# How to ask for a lead change?



## Strange

My horse does auto changes, but a horse I trained for a bit really needed a good, supportive outside leg to help him change in the back. If he didn't get a good change in the back I'd just tap him with the crop while still really keeping my outside leg back a little and strong and he'd hop/occasionally buck into it. A lot of it was that he was rusty and hadn't been asked to do anything like it in a while. 

I firmly believe that every rider should know how to get the correct lead on landing, so changes aren't necessary. It generally varies from person to person and from horse to horse, but I just shift my weight slightly in the air and as soon as we start coming out of the arc of the jump I push inside leg to outside rein in the direction I want to go. It takes some practice, and you really need to be totally secure in your position, but I prefer it especially when a horse doesn't do auto changes, because there are so many little nuances and slightly different methods to teach a horse the cue for a change. Especially when I'm doing sale videos for people and hop on their horse first time. I'm expected to make the horse look good and bad changes never look good, lol.


----------



## jumpit22

The way that the hunter trainers do lead changes is alot easier for a horse that doesn't have auto changes. The other way that you describe makes the horse too frantic.


----------



## Strange

jumpit22 said:


> The way that the hunter trainers do lead changes is alot easier for a horse that doesn't have auto changes. The other way that you describe makes the horse too frantic.

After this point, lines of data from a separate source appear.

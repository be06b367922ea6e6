// Copyright (C) 2026 Michael Wilson <mike@mdwn.dev>
//
// This program is free software: you can redistribute it and/or modify it under
// the terms of the GNU General Public License as published by the Free Software
// Foundation, version 3.
//
// This program is distributed in the hope that it will be useful, but WITHOUT
// ANY WARRANTY; without even the implied warranty of MERCHANTABILITY or FITNESS
// FOR A PARTICULAR PURPOSE. See the GNU General Public License for more details.
//
// You should have received a copy of the GNU General Public License along with
// this program. If not, see <https://www.gnu.org/licenses/>.
//
use std::collections::BTreeMap;
use std::sync::Arc;

use serde::{Deserialize, Serialize};
use tracing::warn;

use super::error::ConfigError;
use crate::audio::{BufferLibrary, Output};
use crate::keymap::{Key, KeyMap};
use crate::tuning::{Tuning, TuningTable};
use crate::voice::{Octave, TriggerMode, Voice, DEFAULT_ENVELOPE_SECS, DEFAULT_PLAYBACK_RATE};

/// A YAML representation of a voice.
#[derive(Deserialize, Clone, Serialize, Debug, PartialEq)]
pub struct VoiceConfig {
    /// The name of the sample in the buffer library.
    sample: Option<String>,

    /// The pitch fader position. Snapped to the tuning's scale when quantized.
    #[serde(default = "default_pitch")]
    pitch: f64,

    /// The octave multiplier: 0.5, 1, 2 or 4.
    #[serde(default)]
    octave: Octave,

    /// The volume in decibels.
    #[serde(default)]
    volume: f64,

    /// Attack time in seconds.
    #[serde(default = "default_envelope")]
    attack: f64,

    /// Release time in seconds.
    #[serde(default = "default_envelope")]
    release: f64,

    #[serde(default)]
    trigger_mode: TriggerMode,

    /// Draw a random pitch on every trigger.
    #[serde(default)]
    randomize: bool,

    /// The scale to quantize the pitch fader to. Unquantized if not set.
    tuning: Option<String>,

    /// A pitch set directly rather than with the fader. Used as is in place of
    /// `pitch`, without snapping to the scale.
    #[serde(default, skip_serializing_if = "Option::is_none")]
    base_pitch: Option<f64>,
}

fn default_pitch() -> f64 {
    DEFAULT_PLAYBACK_RATE
}

fn default_envelope() -> f64 {
    DEFAULT_ENVELOPE_SECS
}

impl Default for VoiceConfig {
    fn default() -> Self {
        VoiceConfig {
            sample: None,
            pitch: default_pitch(),
            octave: Octave::default(),
            volume: 0.0,
            attack: default_envelope(),
            release: default_envelope(),
            trigger_mode: TriggerMode::default(),
            randomize: false,
            tuning: None,
            base_pitch: None,
        }
    }
}

impl VoiceConfig {
    /// Creates a voice configuration playing the given sample with default settings.
    pub fn new(sample: &str) -> VoiceConfig {
        VoiceConfig {
            sample: Some(sample.to_string()),
            ..Default::default()
        }
    }

    pub fn sample(&self) -> Option<&str> {
        self.sample.as_deref()
    }

    pub fn pitch(&self) -> f64 {
        self.pitch
    }

    pub fn octave(&self) -> Octave {
        self.octave
    }

    pub fn volume(&self) -> f64 {
        self.volume
    }

    pub fn trigger_mode(&self) -> TriggerMode {
        self.trigger_mode
    }

    pub fn randomize(&self) -> bool {
        self.randomize
    }

    pub fn tuning(&self) -> Option<&str> {
        self.tuning.as_deref()
    }

    pub fn base_pitch(&self) -> Option<f64> {
        self.base_pitch
    }

    /// Records a voice's settings.
    pub fn from_voice(voice: &Voice) -> VoiceConfig {
        // A voice on a scale step is restored by replaying its fader position. A tuned
        // voice whose pitch was set directly keeps that pitch, which may lie outside
        // the scale's octave.
        let (pitch, base_pitch) = match (voice.step(), voice.tuning()) {
            (Some(_), _) => (voice.fader(), None),
            (None, Tuning::Unquantized) => (voice.base_pitch(), None),
            (None, Tuning::Scale(_)) => (voice.fader(), Some(voice.base_pitch())),
        };
        VoiceConfig {
            sample: voice.buffer_name().map(str::to_string),
            pitch,
            octave: voice.octave(),
            volume: voice.volume(),
            attack: voice.attack(),
            release: voice.release(),
            trigger_mode: voice.trigger_mode(),
            randomize: voice.randomize(),
            tuning: voice.tuning().name().map(str::to_string),
            base_pitch,
        }
    }

    /// Builds a voice from this configuration. A sample missing from the library
    /// leaves the voice silent rather than failing the keyboard.
    pub fn to_voice(
        &self,
        output: Arc<dyn Output>,
        buffers: &BufferLibrary,
        tunings: &TuningTable,
    ) -> Result<Voice, ConfigError> {
        let mut voice = match self.sample.as_deref() {
            Some(name) => match buffers.get(name) {
                Some(buffer) => Voice::with_buffer(output, buffer.clone()),
                None => {
                    warn!(sample = name, "Sample not in library, voice will be silent");
                    Voice::new(output)
                }
            },
            None => Voice::new(output),
        };

        voice.set_tuning(Tuning::from_name(self.tuning.as_deref()));
        voice.set_octave(self.octave);
        match self.base_pitch {
            Some(pitch) => voice.set_base_pitch(pitch),
            None => voice.set_pitch_fader(self.pitch, tunings)?,
        }
        voice.set_volume(self.volume);
        voice.set_attack(self.attack)?;
        voice.set_release(self.release)?;
        voice.set_trigger_mode(self.trigger_mode);
        voice.set_randomize(self.randomize);
        Ok(voice)
    }
}

/// A YAML representation of a keyboard.
#[derive(Deserialize, Clone, Serialize, Debug, PartialEq)]
pub struct KeyboardConfig {
    name: String,

    /// Start from the default bindings before applying `keys`.
    #[serde(default)]
    defaults: bool,

    /// Voices by key.
    #[serde(default)]
    keys: BTreeMap<Key, VoiceConfig>,
}

impl KeyboardConfig {
    /// Creates a new keyboard configuration.
    pub fn new(name: &str, defaults: bool, keys: BTreeMap<Key, VoiceConfig>) -> KeyboardConfig {
        KeyboardConfig {
            name: name.to_string(),
            defaults,
            keys,
        }
    }

    pub fn name(&self) -> &str {
        &self.name
    }

    pub fn defaults(&self) -> bool {
        self.defaults
    }

    pub fn keys(&self) -> &BTreeMap<Key, VoiceConfig> {
        &self.keys
    }

    /// Records every binding of a keyboard.
    pub fn from_keymap(keymap: &KeyMap) -> KeyboardConfig {
        KeyboardConfig {
            name: keymap.name().to_string(),
            defaults: false,
            keys: keymap
                .voices()
                .map(|(key, voice)| (key.clone(), VoiceConfig::from_voice(voice)))
                .collect(),
        }
    }

    /// Builds a keyboard from this configuration.
    pub fn to_keymap(
        &self,
        output: Arc<dyn Output>,
        buffers: &BufferLibrary,
        tunings: &TuningTable,
    ) -> Result<KeyMap, ConfigError> {
        let mut keymap = if self.defaults {
            KeyMap::with_defaults(&self.name, output.clone(), buffers)
        } else {
            KeyMap::new(&self.name)
        };

        for (key, voice) in self.keys.iter() {
            if key.as_str().is_empty() {
                return Err(ConfigError::Invalid(format!(
                    "keyboard {} binds an empty key",
                    self.name
                )));
            }
            keymap.bind(key.clone(), voice.to_voice(output.clone(), buffers, tunings)?);
        }
        Ok(keymap)
    }
}

#[cfg(test)]
mod tests {
    use config::{Config, File, FileFormat};

    use super::*;
    use crate::audio::{mock, SampleBuffer};

    fn setup() -> (Arc<dyn Output>, BufferLibrary, TuningTable) {
        let (output, _completions) = mock::Output::new("mock-config");
        let mut buffers = BufferLibrary::new();
        buffers.insert(SampleBuffer::new("kick", vec![0.0; 16], 1, 44100));
        buffers.insert(SampleBuffer::new("snare", vec![0.0; 16], 1, 44100));
        (Arc::new(output), buffers, TuningTable::builtin())
    }

    #[test]
    fn test_voice_config_defaults() {
        let yaml = r#"
            sample: kick
        "#;

        let config: VoiceConfig = Config::builder()
            .add_source(File::from_str(yaml, FileFormat::Yaml))
            .build()
            .unwrap()
            .try_deserialize()
            .unwrap();

        assert_eq!(config, VoiceConfig::new("kick"));
    }

    #[test]
    fn test_voice_config_to_voice() {
        let yaml = r#"
            sample: snare
            pitch: 1.6
            octave: 2
            volume: -3.0
            attack: 0.2
            release: 0.4
            trigger_mode: rapid
            tuning: just_fifths
        "#;

        let config: VoiceConfig = Config::builder()
            .add_source(File::from_str(yaml, FileFormat::Yaml))
            .build()
            .unwrap()
            .try_deserialize()
            .unwrap();

        let (output, buffers, tunings) = setup();
        let voice = config.to_voice(output, &buffers, &tunings).unwrap();
        assert_eq!(voice.buffer_name(), Some("snare"));
        assert_eq!(voice.base_pitch(), 1.5);
        assert_eq!(voice.playback_rate(), 3.0);
        assert_eq!(voice.volume(), -3.0);
        assert_eq!(voice.attack(), 0.2);
        assert_eq!(voice.release(), 0.4);
        assert_eq!(voice.trigger_mode(), TriggerMode::Rapid);
        assert_eq!(voice.tuning(), &Tuning::Scale("just_fifths".to_string()));
    }

    #[test]
    fn test_invalid_octave_rejected() {
        let yaml = r#"
            sample: kick
            octave: 3
        "#;

        let result = Config::builder()
            .add_source(File::from_str(yaml, FileFormat::Yaml))
            .build()
            .unwrap()
            .try_deserialize::<VoiceConfig>();
        assert!(result.is_err());
    }

    #[test]
    fn test_invalid_envelope_rejected() {
        let (output, buffers, tunings) = setup();
        let config = VoiceConfig {
            attack: 2.0,
            ..VoiceConfig::new("kick")
        };
        assert!(matches!(
            config.to_voice(output, &buffers, &tunings),
            Err(ConfigError::Voice(_))
        ));
    }

    #[test]
    fn test_missing_sample_is_silent() {
        let (output, buffers, tunings) = setup();
        let voice = VoiceConfig::new("cowbell")
            .to_voice(output, &buffers, &tunings)
            .unwrap();
        assert!(voice.buffer().is_none());
    }

    #[test]
    fn test_keyboard_round_trip() {
        let (output, buffers, tunings) = setup();
        let mut keys = BTreeMap::new();
        keys.insert(
            Key::from("a"),
            VoiceConfig {
                pitch: 1.3,
                tuning: Some("just_fifths".to_string()),
                trigger_mode: TriggerMode::Single,
                ..VoiceConfig::new("kick")
            },
        );
        keys.insert(
            Key::from("b"),
            VoiceConfig {
                pitch: 0.75,
                octave: Octave::Down,
                randomize: true,
                ..VoiceConfig::new("snare")
            },
        );
        let config = KeyboardConfig::new("main", false, keys);

        let keymap = config.to_keymap(output.clone(), &buffers, &tunings).unwrap();
        assert_eq!(keymap.len(), 2);
        assert_eq!(keymap.get_voice(&Key::from("a")).unwrap().base_pitch(), 1.0);
        assert_eq!(keymap.get_voice(&Key::from("b")).unwrap().playback_rate(), 0.375);

        let saved = KeyboardConfig::from_keymap(&keymap);
        assert_eq!(saved, config);

        // Records survive a trip through another serde format.
        let json = serde_json::to_string(&saved).unwrap();
        let restored: KeyboardConfig = serde_json::from_str(&json).unwrap();
        assert_eq!(restored, config);
        let rebuilt = restored.to_keymap(output, &buffers, &tunings).unwrap();
        assert_eq!(
            rebuilt.get_voice(&Key::from("a")).unwrap().trigger_mode(),
            TriggerMode::Single
        );
    }

    #[test]
    fn test_tuned_voice_with_direct_rate_reloads() {
        let (output, buffers, tunings) = setup();
        let mut voice = VoiceConfig {
            tuning: Some("just_fifths".to_string()),
            pitch: 1.6,
            ..VoiceConfig::new("kick")
        }
        .to_voice(output.clone(), &buffers, &tunings)
        .unwrap();
        voice.set_playback_rate(3.0);

        let mut keymap = KeyMap::new("main");
        keymap.bind(Key::from("a"), voice);
        let saved = KeyboardConfig::from_keymap(&keymap);
        assert_eq!(saved.keys()[&Key::from("a")].base_pitch(), Some(3.0));

        let json = serde_json::to_string(&saved).unwrap();
        let restored: KeyboardConfig = serde_json::from_str(&json).unwrap();
        let rebuilt = restored.to_keymap(output, &buffers, &tunings).unwrap();
        let voice = rebuilt.get_voice(&Key::from("a")).unwrap();
        assert_eq!(voice.playback_rate(), 3.0);
        assert_eq!(voice.tuning(), &Tuning::Scale("just_fifths".to_string()));
        assert!(voice.fraction_label(&tunings).is_none());
    }

    #[test]
    fn test_keyboard_defaults_then_overrides() {
        let yaml = r#"
            name: pads
            defaults: true
            keys:
              q:
                sample: snare
                trigger_mode: single
        "#;

        let config: KeyboardConfig = Config::builder()
            .add_source(File::from_str(yaml, FileFormat::Yaml))
            .build()
            .unwrap()
            .try_deserialize()
            .unwrap();

        let (output, buffers, tunings) = setup();
        let keymap = config.to_keymap(output, &buffers, &tunings).unwrap();
        assert_eq!(keymap.name(), "pads");
        assert_eq!(keymap.len(), crate::keymap::DEFAULT_KEYS.len());
        let q = keymap.get_voice(&Key::from("q")).unwrap();
        assert_eq!(q.buffer_name(), Some("snare"));
        assert_eq!(q.trigger_mode(), TriggerMode::Single);
        assert_eq!(
            keymap.get_voice(&Key::from("w")).unwrap().trigger_mode(),
            TriggerMode::Loop
        );
    }
}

^First of all, yay! Someone who's near me! I'm in Fort Collins. 

Secondly, I think saying it makes a horse too frantic is a bit general. It depends on a) the horse and b) how much people practice lead changes on them. Any horse will get antsy and frantic when they're been drilled over and over and lead changes. They start to expect it, which isn't good. I've never had an issue with a horse getting frantic about lead changes when I ask with my outside leg, UNLESS I know other people riding the horse drill it all the time. Then I don't ask for it. I bring them back to a trot, instead, and then ask for the other lead.


----------



## ~*~anebel~*~

First of all - we need to change our thinking about the lead change. It is not changing leads, it's about picking up the new lead of canter. 
To ensure we are getting the new lead picked up correctly, we need to have our walk canter and canter walk (ie. simple change through the walk) transitions working very well. The horse should be able to perform these changes in the same frame, coming from behind, with about 3-5 walk steps between canters and exactly straight (in the mirror only the front two legs should be visible). The horse should also be able to perform a counter canter, collected and in balance and be able to pick up the counter canter from walk. They should also be able to begin the counter bend in the corners to establish the new inside leg and outside rein (after the change).
This is how I warm up my changes and only until I can do my simple changes and counter canter perfectly do I go to the flying changes.
In the flying changes - we have to ensure that the horse is really off of the new inside leg and has to jump into the outside rein and the new bend. The correct aid for the flying change is more in the seat than the leg, although using both the inside and outside legs like in the walk to canter transtion is useful for training the change. 

Good luck!


----------



## Dawnpaw

Thanks so much guys for all your imput  I will be sure to try some of these methods next time I ride, and see what works best for us!


----------



## tealamutt

great post Anebel. There is also a fantastic article on this in a recent issue of Practical Horseman.


----------



## Angel5000

my coach said when you want him to change or even pick up a lope put your outside leg back and your inside leg up and gather up your reigns and just apply pressure!


----------



## sandsarita

Right now, I think there are about as many ways to change leads as there are trainers. My current trainer accomplishes it through changing the bend of the horse. If you think about the direction your horse is traveling, he should be bent slightly in that direction of travel. You reverse your cues to ask for the bend in the opposite direction and you should change leads.

The method I am most comfortable with is with a lateral movement, so if I am in the left lead, I would ask for the change to the right by pushing them off my left leg onto the right lead. I have also seen changes by weighting/stepping down into the new outside stirrup, and also using the new inside leg to cue for it (that one confuses the heck out of me). In general, if the horse knows the changes I like to know how they were taught. If they don't, I start them off in the method I am most comfortable


----------